* [Assigned task]: I need the lines below from the one with "Retrying model call" down to the one with "for running generations" reproduced exactly, both ends included, and nothing else.

--- START ---

//! TCG Pipeline - AI test case generation end to end
//!
//! Wires the stages together:
//!
//! | Stage | Crate |
//! |---|---|
//! | Retrying model call | `tcg-invoker` |
//! | Extraction and normalization | `tcg-extract` |
//! | Duplicate filtering | `tcg-dedup` |
//!
//! plus caller-side helpers for prompt composition and record rearrangement.
//!
//! # Example
//!
//! ```rust
//! use tcg_core::{PipelineConfig, RecordKind};
//! use tcg_pipeline::process_response;
//!
//! let raw = r#"[{"summary": "Login works", "steps": ["Open login page"]}]"#;
//! let outcome = process_response(raw, RecordKind::TestCase, &[], &PipelineConfig::default());
//! assert!(!outcome.is_synthetic());
//! assert_eq!(outcome.records[0].id, "TC_1");
//! ```

#![warn(unreachable_pub)]

pub mod arrange;
pub mod pipeline;
pub mod prompt;

pub use arrange::{group_by_module, renumber};
pub use pipeline::{process_response, GenerationOutcome, GenerationPipeline, GenerationRequest};
pub use prompt::{PromptBuilder, DEFAULT_COUNT, MAX_EXISTING_SUMMARIES};

/// Prelude module for common imports
pub mod prelude {
    //! Common imports for running generations
    pub use crate::{GenerationOutcome, GenerationPipeline, GenerationRequest, PromptBuilder};
    pub use tcg_core::prelude::*;
    pub use tcg_invoker::{GeminiClient, TextGenerator};
}

/// Version of this crate
pub const VERSION: &str = env!("CARGO_PKG_VERSION");
//! Error types for TCG
//!
//! Provides error handling for:
//! - AI collaborator failures (one call)
//! - Retry outcomes (transient exhaustion vs permanent failure)
//! - Configuration loading
//!
//! Malformed or low-quality model output is never an error; the extractor and the
//! duplicate filter resolve it internally.

use std::path::PathBuf;
use std::time::Duration;

/// Failure of a single text-generation call
#[derive(Debug, Clone, PartialEq, Eq, thiserror::Error)]
pub enum GenerationError {
    /// Service answered with a non-success HTTP status
    #[error("service returned status {status}: {message}")]
    Status { status: u16, message: String },

    /// Request never completed (connect, timeout, TLS)
    #[error("transport error: {0}")]
    Transport(String),

    /// Response body could not be decoded
    #[error("malformed service response: {0}")]
    Decode(String),

    /// Response carried no candidate text
    #[error("service returned no text")]
    EmptyResponse,

    /// API key environment variable unset
    #[error("missing API key: environment variable {0} is not set")]
    MissingApiKey(String),

    /// Collaborator-specific failure
    #[error("{0}")]
    Other(String),
}

impl GenerationError {
    /// Create status error
    pub fn status(status: u16, message: impl Into<String>) -> Self {
        Self::Status {
            status,
            message: message.into(),
        }
    }
}

/// Outcome of a failed retrying invocation
#[derive(Debug, Clone, PartialEq, Eq, thiserror::Error)]
pub enum InvokeError {
    /// Every attempt hit an overload/rate-limit failure
    #[error("service unavailable after {attempts} attempts: {source}")]
    Transient {
        /// Attempts performed
        attempts: u32,
        /// Suggested wait before the caller tries again
        retry_after_ms: u64,
        /// Last failure
        #[source]
        source: GenerationError,
    },

    /// Failure that retrying cannot fix
    #[error("generation failed on attempt {attempt}: {source}")]
    Permanent {
        /// Attempt that failed
        attempt: u32,
        /// The failure
        #[source]
        source: GenerationError,
    },
}

impl InvokeError {
    /// Whether the caller should try again later
    #[inline]
    #[must_use]
    pub fn is_retry_later(&self) -> bool {
        matches!(self, Self::Transient { .. })
    }

    /// Retry-after hint for transient failures
    #[must_use]
    pub fn retry_after(&self) -> Option<Duration> {
        match self {
            Self::Transient { retry_after_ms, .. } => Some(Duration::from_millis(*retry_after_ms)),
            Self::Permanent { .. } => None,
        }
    }

    /// Number of attempts made before giving up
    #[must_use]
    pub fn attempts(&self) -> u32 {
        match self {
            Self::Transient { attempts, .. } => *attempts,
            Self::Permanent { attempt, .. } => *attempt,
        }
    }

    /// The underlying collaborator failure
    #[must_use]
    pub fn generation_error(&self) -> &GenerationError {
        match self {
            Self::Transient { source, .. } | Self::Permanent { source, .. } => source,
        }
    }
}

/// Configuration errors
#[derive(Debug, thiserror::Error)]
pub enum ConfigError {
    /// TOML syntax or schema error
    #[error("config parse error: {0}")]
    Parse(String),

    /// IO error reading config file
    #[error("io error reading {path}: {source}")]
    Io {
        path: PathBuf,
        #[source]
        source: std::io::Error,
    },

    /// Value out of range
    #[error("invalid config: {0}")]
    Invalid(String),
}

impl ConfigError {
    /// Create IO error for path
    pub fn io(path: impl Into<PathBuf>, source: std::io::Error) -> Self {
        Self::Io {
            path: path.into(),
            source,
        }
    }
}

/// Combined pipeline error
#[derive(Debug, thiserror::Error)]
pub enum PipelineError {
    #[error(transparent)]
    Invoke(#[from] InvokeError),

    #[error(transparent)]
    Config(#[from] ConfigError),
}

impl PipelineError {
    /// Whether the caller should try again later
    #[inline]
    #[must_use]
    pub fn is_retry_later(&self) -> bool {
        matches!(self, Self::Invoke(e) if e.is_retry_later())
    }
}

/// Result type alias for pipeline operations
pub type PipelineResult<T> = Result<T, PipelineError>;
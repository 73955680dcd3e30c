//! Gemini `generateContent` client
//!
//! Sends the prompt as a single user part and concatenates the text parts of the
//! first candidate. Non-success statuses keep their numeric code in the error text so
//! retry markers such as `503` and `429` match them.

use crate::generator::TextGenerator;
use async_trait::async_trait;
use serde::{Deserialize, Serialize};
use std::time::Duration;
use tcg_core::{GeminiConfig, GenerationError};
use tracing::debug;

#[derive(Serialize)]
struct GenerateRequest<'a> {
    contents: [Content<'a>; 1],
}

#[derive(Serialize)]
struct Content<'a> {
    parts: [RequestPart<'a>; 1],
}

#[derive(Serialize)]
struct RequestPart<'a> {
    text: &'a str,
}

#[derive(Debug, Default, Deserialize)]
struct GenerateResponse {
    #[serde(default)]
    candidates: Vec<Candidate>,
}

#[derive(Debug, Deserialize)]
struct Candidate {
    #[serde(default)]
    content: Option<CandidateContent>,
}

#[derive(Debug, Deserialize)]
struct CandidateContent {
    #[serde(default)]
    parts: Vec<ResponsePart>,
}

#[derive(Debug, Deserialize)]
struct ResponsePart {
    #[serde(default)]
    text: Option<String>,
}

#[derive(Debug, Deserialize)]
struct ErrorEnvelope {
    error: ErrorBody,
}

#[derive(Debug, Deserialize)]
struct ErrorBody {
    #[serde(default)]
    message: String,
    #[serde(default)]
    status: Option<String>,
}

/// HTTP collaborator for the Gemini API
#[derive(Clone)]
pub struct GeminiClient {
    http: reqwest::Client,
    endpoint: String,
    model: String,
    api_key: String,
}

impl std::fmt::Debug for GeminiClient {
    fn fmt(&self, f: &mut std::fmt::Formatter<'_>) -> std::fmt::Result {
        f.debug_struct("GeminiClient")
            .field("endpoint", &self.endpoint)
            .field("model", &self.model)
            .finish_non_exhaustive()
    }
}

impl GeminiClient {
    /// Create client with an explicit API key
    ///
    /// # Errors
    ///
    /// [`GenerationError::Transport`] if the HTTP client cannot be built.
    pub fn new(api_key: impl Into<String>, config: &GeminiConfig) -> Result<Self, GenerationError> {
        let http = reqwest::Client::builder()
            .timeout(Duration::from_secs(config.request_timeout_secs))
            .build()
            .map_err(|e| GenerationError::Transport(e.to_string()))?;
        Ok(Self {
            http,
            endpoint: config.endpoint.trim_end_matches('/').to_string(),
            model: config.model.clone(),
            api_key: api_key.into(),
        })
    }

    /// Create client reading the key from `config.api_key_env`
    ///
    /// # Errors
    ///
    /// [`GenerationError::MissingApiKey`] when the variable is unset or blank.
    pub fn from_env(config: &GeminiConfig) -> Result<Self, GenerationError> {
        match std::env::var(&config.api_key_env) {
            Ok(key) if !key.trim().is_empty() => Self::new(key.trim(), config),
            _ => Err(GenerationError::MissingApiKey(config.api_key_env.clone())),
        }
    }

    /// Model name requests are sent to
    #[inline]
    #[must_use]
    pub fn model(&self) -> &str {
        &self.model
    }

    fn url(&self) -> String {
        format!("{}/models/{}:generateContent", self.endpoint, self.model)
    }
}

#[async_trait]
impl TextGenerator for GeminiClient {
    async fn generate(&self, prompt: &str) -> Result<String, GenerationError> {
        let body = GenerateRequest {
            contents: [Content {
                parts: [RequestPart { text: prompt }],
            }],
        };

        debug!(model = %self.model, prompt_len = prompt.len(), "Sending generateContent request");
        let response = self
            .http
            .post(self.url())
            .query(&[("key", self.api_key.as_str())])
            .json(&body)
            .send()
            .await
            .map_err(|e| GenerationError::Transport(e.without_url().to_string()))?;

        let status = response.status();
        let text = response
            .text()
            .await
            .map_err(|e| GenerationError::Transport(e.without_url().to_string()))?;

        if !status.is_success() {
            return Err(GenerationError::status(status.as_u16(), error_message(&text)));
        }

        let parsed: GenerateResponse =
            serde_json::from_str(&text).map_err(|e| GenerationError::Decode(e.to_string()))?;
        response_text(parsed).ok_or(GenerationError::EmptyResponse)
    }
}

/// Service message from an error body, or the raw body when it is not the usual envelope
fn error_message(body: &str) -> String {
    match serde_json::from_str::<ErrorEnvelope>(body) {
        Ok(envelope) => match envelope.error.status {
            Some(status) if !status.is_empty() => format!("{} ({status})", envelope.error.message),
            _ => envelope.error.message,
        },
        Err(_) => body.trim().to_string(),
    }
}

/// Concatenated text parts of the first candidate, if any are non-empty
fn response_text(response: GenerateResponse) -> Option<String> {
    let text: String = response
        .candidates
        .into_iter()
        .next()?
        .content?
        .parts
        .into_iter()
        .filter_map(|part| part.text)
        .collect();
    (!text.trim().is_empty()).then_some(text)
}
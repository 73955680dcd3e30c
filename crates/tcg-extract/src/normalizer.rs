//! Record normalizer
//!
//! Maps loosely typed candidates onto [`NormalizedRecord`]:
//! - alternate key spellings are coalesced, first non-empty value wins
//! - array-valued fields are flattened to newline-joined text
//! - missing ids are synthesized as `PREFIX_<position+1>`
//! - missing category, environment and status take configured defaults
//! - a missing summary falls back to a title-like field, then to a placeholder

use tcg_core::{CandidateRecord, NormalizedRecord, RecordDefaults, RecordKind};

const ID_KEYS: &[&str] = &["id", "testCaseId", "scenarioId"];
const MODULE_KEYS: &[&str] = &["module"];
const SUBMODULE_KEYS: &[&str] = &["submodule", "feature"];
const SUMMARY_KEYS: &[&str] = &["summary", "testCaseSummary", "scenarioSummary"];
const TITLE_KEYS: &[&str] = &["title", "name", "scenario", "description"];
const STEPS_KEYS: &[&str] = &["steps", "testSteps"];
const OUTCOME_KEYS: &[&str] = &["expectedOutcome", "expectedResult", "expected"];
const CATEGORY_KEYS: &[&str] = &["category", "type"];
const ENVIRONMENT_KEYS: &[&str] = &["environment"];
const STATUS_KEYS: &[&str] = &["status"];

/// Candidate-to-record mapping for one record kind
#[derive(Debug, Clone)]
pub struct Normalizer {
    kind: RecordKind,
    defaults: RecordDefaults,
}

impl Normalizer {
    /// Normalizer with default field values
    #[inline]
    #[must_use]
    pub fn new(kind: RecordKind) -> Self {
        Self {
            kind,
            defaults: RecordDefaults::default(),
        }
    }

    /// With custom defaults
    #[inline]
    #[must_use]
    pub fn with_defaults(mut self, defaults: RecordDefaults) -> Self {
        self.defaults = defaults;
        self
    }

    /// Normalize candidates in order, dropping any without a usable summary
    #[must_use]
    pub fn normalize(&self, candidates: &[CandidateRecord]) -> Vec<NormalizedRecord> {
        let records: Vec<NormalizedRecord> = candidates
            .iter()
            .enumerate()
            .filter_map(|(position, candidate)| self.normalize_one(position, candidate))
            .collect();

        let dropped = candidates.len() - records.len();
        if dropped > 0 {
            tracing::debug!(dropped, "Dropped candidates without summary");
        }
        records
    }

    /// Normalize the candidate at `position` (zero-based)
    #[must_use]
    pub fn normalize_one(&self, position: usize, candidate: &CandidateRecord) -> Option<NormalizedRecord> {
        let summary = candidate
            .first_text(SUMMARY_KEYS)
            .or_else(|| candidate.first_text(TITLE_KEYS))
            .unwrap_or_else(|| format!("Generated {} {}", self.kind.label(), position + 1));
        if summary.is_empty() {
            return None;
        }

        let text = |keys: &[&str]| candidate.first_text(keys).unwrap_or_default();
        let or_default =
            |keys: &[&str], default: &str| candidate.first_text(keys).unwrap_or_else(|| default.to_string());

        Some(NormalizedRecord {
            id: candidate
                .first_text(ID_KEYS)
                .unwrap_or_else(|| self.kind.synthesize_id(position)),
            module: text(MODULE_KEYS),
            submodule: text(SUBMODULE_KEYS),
            summary,
            steps: text(STEPS_KEYS),
            expected_outcome: text(OUTCOME_KEYS),
            category: or_default(CATEGORY_KEYS, &self.defaults.category),
            environment: or_default(ENVIRONMENT_KEYS, &self.defaults.environment),
            status: or_default(STATUS_KEYS, &self.defaults.status),
        })
    }
}

/// Normalize with default field values
#[must_use]
pub fn normalize(candidates: &[CandidateRecord], kind: RecordKind) -> Vec<NormalizedRecord> {
    Normalizer::new(kind).normalize(candidates)
}
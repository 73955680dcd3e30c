//! Duplicate/similarity filter
//!
//! Returns the order-preserving subsequence of new records that duplicate neither the
//! caller's existing records nor any earlier survivor of the same batch.

use crate::report::FilterReport;
use crate::signature::RejectReason;
use crate::state::FilterState;
use serde::{Deserialize, Serialize};
use tcg_core::{NormalizedRecord, PipelineConfig, QualityConfig, SimilarityConfig};

/// A record the filter discarded
#[derive(Debug, Clone, PartialEq, Serialize, Deserialize)]
pub struct Rejection {
    /// Identifier of the discarded record
    pub record_id: String,
    /// Its summary
    pub summary: String,
    /// Which signal matched
    pub reason: RejectReason,
}

/// Result of one filter call
#[derive(Debug, Clone, PartialEq, Serialize, Deserialize)]
pub struct FilterOutcome {
    /// Survivors in input order
    pub kept: Vec<NormalizedRecord>,
    /// Discarded records in input order
    pub rejected: Vec<Rejection>,
    /// Advisory diagnostics
    pub report: FilterReport,
}

/// Duplicate filter with fixed thresholds
#[derive(Debug, Clone, Default)]
pub struct DuplicateFilter {
    similarity: SimilarityConfig,
    quality: QualityConfig,
}

impl DuplicateFilter {
    /// Filter using the similarity and quality sections of `config`
    #[must_use]
    pub fn new(config: &PipelineConfig) -> Self {
        Self {
            similarity: config.similarity.clone(),
            quality: config.quality.clone(),
        }
    }

    /// Filter from explicit parts
    #[must_use]
    pub fn from_parts(similarity: SimilarityConfig, quality: QualityConfig) -> Self {
        Self { similarity, quality }
    }

    /// Fresh state seeded with `existing`
    #[must_use]
    pub fn state(&self, existing: &[NormalizedRecord]) -> FilterState {
        FilterState::seeded(existing, self.similarity.clone())
    }

    /// Drop near-duplicates from `new_records`
    #[must_use]
    pub fn filter(
        &self,
        new_records: Vec<NormalizedRecord>,
        existing: &[NormalizedRecord],
    ) -> FilterOutcome {
        let input = new_records.len();
        let mut state = self.state(existing);
        let mut kept = Vec::with_capacity(input);
        let mut rejected = Vec::new();

        for record in new_records {
            match state.admit(&record) {
                Ok(()) => kept.push(record),
                Err(reason) => {
                    tracing::debug!(
                        id = %record.id,
                        reason = reason.as_str(),
                        "Rejected duplicate record"
                    );
                    metrics::counter!("tcg_dedup_rejected_total", "reason" => reason.as_str())
                        .increment(1);
                    rejected.push(Rejection {
                        record_id: record.id,
                        summary: record.summary,
                        reason,
                    });
                }
            }
        }

        let report = FilterReport::new(input, &kept, &self.quality);
        report.log();

        FilterOutcome {
            kept,
            rejected,
            report,
        }
    }
}

/// Filter with the given configuration
#[must_use]
pub fn filter_duplicates(
    new_records: Vec<NormalizedRecord>,
    existing: &[NormalizedRecord],
    config: &PipelineConfig,
) -> FilterOutcome {
    DuplicateFilter::new(config).filter(new_records, existing)
}
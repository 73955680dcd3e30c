//! Retry invoker
//!
//! Wraps a [`TextGenerator`] with bounded exponential backoff. Failures whose message
//! carries one of the policy's markers (overload, rate limiting) are retried; anything
//! else is returned after the first attempt.

use crate::generator::TextGenerator;
use rand::Rng;
use std::time::Duration;
use tcg_core::{GenerationError, InvokeError, RetryPolicy};
use tracing::{debug, error, info, warn};

/// How a single failure is treated
#[derive(Debug, Clone, Copy, PartialEq, Eq)]
pub enum FailureClass {
    /// Overload or rate limiting; worth another attempt
    Retryable,
    /// Retrying cannot help
    NonRetryable,
}

/// Classify `error` by the policy's markers, matched case-insensitively on its display text
#[must_use]
pub fn classify(error: &GenerationError, policy: &RetryPolicy) -> FailureClass {
    if policy.is_retryable_message(&error.to_string()) {
        FailureClass::Retryable
    } else {
        FailureClass::NonRetryable
    }
}

/// Invokes a generator under a [`RetryPolicy`]
#[derive(Debug, Clone)]
pub struct RetryInvoker<G> {
    generator: G,
    policy: RetryPolicy,
}

impl<G: TextGenerator> RetryInvoker<G> {
    /// Create invoker
    #[must_use]
    pub fn new(generator: G, policy: RetryPolicy) -> Self {
        Self { generator, policy }
    }

    /// Wrapped generator
    #[inline]
    #[must_use]
    pub fn generator(&self) -> &G {
        &self.generator
    }

    /// Active policy
    #[inline]
    #[must_use]
    pub fn policy(&self) -> &RetryPolicy {
        &self.policy
    }

    /// Send `prompt`, retrying transient failures
    ///
    /// Attempt `n` that fails retryably is followed by a wait of
    /// `base_delay_ms * 2^(n-1)` plus up to `max_jitter_ms` of random jitter, unless it
    /// was the last attempt. A `max_attempts` of zero still performs one attempt.
    ///
    /// # Errors
    ///
    /// [`InvokeError::Transient`] when every attempt failed retryably, carrying the delay
    /// the next attempt would have used; [`InvokeError::Permanent`] on the first
    /// non-retryable failure.
    pub async fn invoke(&self, prompt: &str) -> Result<String, InvokeError> {
        let max_attempts = self.policy.max_attempts.max(1);
        let mut attempt = 0;

        loop {
            attempt += 1;
            metrics::counter!("tcg_invoke_attempts_total").increment(1);
            debug!(attempt, max_attempts, "Invoking text generator");

            let failure = match self.generator.generate(prompt).await {
                Ok(text) => {
                    if attempt > 1 {
                        info!(attempt, "Text generator succeeded after retry");
                    }
                    return Ok(text);
                }
                Err(failure) => failure,
            };

            if classify(&failure, &self.policy) == FailureClass::NonRetryable {
                error!(attempt, error = %failure, "Text generator failed permanently");
                return Err(InvokeError::Permanent {
                    attempt,
                    source: failure,
                });
            }

            let backoff_ms = self.policy.backoff_ms(attempt);
            if attempt >= max_attempts {
                error!(
                    attempts = attempt,
                    error = %failure,
                    "Text generator still unavailable, giving up"
                );
                return Err(InvokeError::Transient {
                    attempts: attempt,
                    retry_after_ms: backoff_ms,
                    source: failure,
                });
            }

            let delay_ms = backoff_ms.saturating_add(jitter_ms(self.policy.max_jitter_ms));
            warn!(
                attempt,
                max_attempts,
                delay_ms,
                error = %failure,
                "Text generator unavailable, retrying"
            );
            metrics::counter!("tcg_invoke_retries_total").increment(1);
            tokio::time::sleep(Duration::from_millis(delay_ms)).await;
        }
    }
}

/// Invoke `generator` under an ad-hoc policy with default markers and jitter
///
/// # Errors
///
/// See [`RetryInvoker::invoke`].
pub async fn invoke_with_retry<G: TextGenerator + ?Sized>(
    generator: &G,
    prompt: &str,
    max_attempts: u32,
    base_delay_ms: u64,
) -> Result<String, InvokeError> {
    RetryInvoker::new(generator, RetryPolicy::new(max_attempts, base_delay_ms))
        .invoke(prompt)
        .await
}

fn jitter_ms(max_jitter_ms: u64) -> u64 {
    if max_jitter_ms == 0 {
        0
    } else {
        rand::rng().random_range(0..=max_jitter_ms)
    }
}
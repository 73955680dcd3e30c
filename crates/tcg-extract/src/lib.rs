//! TCG Extract - recovering records from model output
//!
//! The untrusted half of the pipeline:
//! - **Extractor**: raw text → candidate records (strict, repaired, manual, fallback)
//! - **Normalizer**: candidate records → fixed-shape normalized records
//!
//! # Example
//!
//! ```rust
//! use tcg_core::{ExtractionSource, RecordKind};
//! use tcg_extract::{extract_records, normalize};
//!
//! let raw = "```json\n[{\"summary\": \"Login works\", \"steps\": [\"Open\", \"Submit\"]}]\n```";
//! let extraction = extract_records(raw, RecordKind::TestCase);
//! assert_eq!(extraction.source, ExtractionSource::Strict);
//!
//! let records = normalize(&extraction.records, RecordKind::TestCase);
//! assert_eq!(records[0].id, "TC_1");
//! assert_eq!(records[0].steps, "Open\nSubmit");
//! ```

#![warn(missing_docs)]
#![warn(unreachable_pub)]

pub mod extractor;
pub mod fallback;
pub mod manual;
pub mod normalizer;
pub mod repair;

pub use extractor::{
    extract_records, ExtractionStrategy, Extractor, ManualFields, PreparedText, RepairedJson,
    StrictJson,
};
pub use fallback::{fallback_len, fallback_records, PLACEHOLDER_MARKER};
pub use normalizer::{normalize, Normalizer};
pub use repair::repair_json;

--- END ---

* [Solution to the problem]:
//! | Retrying model call | `tcg-invoker` |
//! | Extraction and normalization | `tcg-extract` |
//! | Duplicate filtering | `tcg-dedup` |
//!
//! plus caller-side helpers for prompt composition and record rearrangement.
//!
//! # Example
//!
//! ```rust
//! use tcg_core::{PipelineConfig, RecordKind};
//! use tcg_pipeline::process_response;
//!
//! let raw = r#"[{"summary": "Login works", "steps": ["Open login page"]}]"#;
//! let outcome = process_response(raw, RecordKind::TestCase, &[], &PipelineConfig::default());
//! assert!(!outcome.is_synthetic());
//! assert_eq!(outcome.records[0].id, "TC_1");
//! ```

#![warn(unreachable_pub)]

pub mod arrange;
pub mod pipeline;
pub mod prompt;

pub use arrange::{group_by_module, renumber};
pub use pipeline::{process_response, GenerationOutcome, GenerationPipeline, GenerationRequest};
pub use prompt::{PromptBuilder, DEFAULT_COUNT, MAX_EXISTING_SUMMARIES};

/// Prelude module for common imports
pub mod prelude {
    //! Common imports for running generations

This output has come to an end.